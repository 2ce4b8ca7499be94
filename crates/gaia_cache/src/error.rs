//! Error types for cache operations.

use gaia_common::TokenError;
use std::path::PathBuf;

/// Errors that can occur during cache operations.
///
/// Archive lookups report failures as `Err`; asset puts degrade to a
/// sentinel empty path and report the error through the diagnostics sink
/// instead. Cleanup failures are never fatal: they are emitted as
/// warnings and the operation proceeds, since a fresh entry never reuses
/// a stale entry's path.
#[derive(Debug, thiserror::Error)]
pub enum CacheError {
    /// The path does not name an existing regular file, so no
    /// modification time is obtainable.
    #[error("not a readable archive: {path}")]
    InvalidArchive {
        /// The offending archive path.
        path: PathBuf,
    },

    /// The resolver could not parse the archive. Never cached: the next
    /// lookup on the same path retries resolution from scratch.
    #[error("failed to resolve archive {path}: {reason}")]
    ArchiveResolutionFailed {
        /// The archive that failed to resolve.
        path: PathBuf,
        /// Description of the resolver failure.
        reason: String,
    },

    /// The caller supplied an empty file name for an asset buffer.
    #[error("asset {uri} has an empty file name")]
    InvalidAssetName {
        /// The symbolic URI of the rejected asset.
        uri: String,
    },

    /// An asset buffer could not be written to its materialized path.
    #[error("failed to write asset to {path}: {source}")]
    AssetWriteFailed {
        /// The destination path of the failed write.
        path: PathBuf,
        /// The underlying I/O error.
        source: std::io::Error,
    },

    /// No unique token could be generated, aborting the operation that
    /// needed it before any cache state changed.
    #[error("failed to generate identifier: {reason}")]
    IdentifierGenerationFailed {
        /// Description of the token generation failure.
        reason: String,
    },

    /// A stale file or directory could not be removed.
    #[error("failed to remove stale cache entry at {path}: {source}")]
    FilesystemCleanupFailed {
        /// The path that could not be removed.
        path: PathBuf,
        /// The underlying I/O error.
        source: std::io::Error,
    },

    /// An I/O error occurred while setting up cache directories.
    #[error("cache I/O error at {path}: {source}")]
    Io {
        /// The path that caused the error.
        path: PathBuf,
        /// The underlying I/O error.
        source: std::io::Error,
    },
}

impl From<TokenError> for CacheError {
    fn from(err: TokenError) -> Self {
        CacheError::IdentifierGenerationFailed {
            reason: err.to_string(),
        }
    }
}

-*-*-

■ EXERCISE DIRECTIONS ■
Please make an exact copy of each record.

■ FINAL ANSWER ■
repository 2ce4b8ca7499be94
filename crates/gaia_cache/src/error.rs
//! Error types for cache operations.

use gaia_common::TokenError;
use std::path::PathBuf;

/// Errors that can occur during cache operations.
///
/// Archive lookups report failures as `Err`; asset puts degrade to a
/// sentinel empty path and report the error through the diagnostics sink
/// instead. Cleanup failures are never fatal: they are emitted as
/// warnings and the operation proceeds, since a fresh entry never reuses
/// a stale entry's path.
#[derive(Debug, thiserror::Error)]
pub enum CacheError {
    /// The path does not name an existing regular file, so no
    /// modification time is obtainable.
    #[error("not a readable archive: {path}")]
    InvalidArchive {
        /// The offending archive path.
        path: PathBuf,
    },

    /// The resolver could not parse the archive. Never cached: the next
    /// lookup on the same path retries resolution from scratch.
    #[error("failed to resolve archive {path}: {reason}")]
    ArchiveResolutionFailed {
        /// The archive that failed to resolve.
        path: PathBuf,
        /// Description of the resolver failure.
        reason: String,
    },

    /// The caller supplied an empty file name for an asset buffer.
    #[error("asset {uri} has an empty file name")]
    InvalidAssetName {
        /// The symbolic URI of the rejected asset.
        uri: String,
    },

    /// An asset buffer could not be written to its materialized path.
    #[error("failed to write asset to {path}: {source}")]
    AssetWriteFailed {
        /// The destination path of the failed write.
        path: PathBuf,
        /// The underlying I/O error.
        source: std::io::Error,
    },

    /// No unique token could be generated, aborting the operation that
    /// needed it before any cache state changed.
    #[error("failed to generate identifier: {reason}")]
    IdentifierGenerationFailed {
        /// Description of the token generation failure.
        reason: String,
    },

    /// A stale file or directory could not be removed.
    #[error("failed to remove stale cache entry at {path}: {source}")]
    FilesystemCleanupFailed {
        /// The path that could not be removed.
        path: PathBuf,
        /// The underlying I/O error.
        source: std::io::Error,
    },

    /// An I/O error occurred while setting up cache directories.
    #[error("cache I/O error at {path}: {source}")]
    Io {
        /// The path that caused the error.
        path: PathBuf,
        /// The underlying I/O error.
        source: std::io::Error,
    },
}

impl From<TokenError> for CacheError {
    fn from(err: TokenError) -> Self {
        CacheError::IdentifierGenerationFailed {
            reason: err.to_string(),
        }
    }
}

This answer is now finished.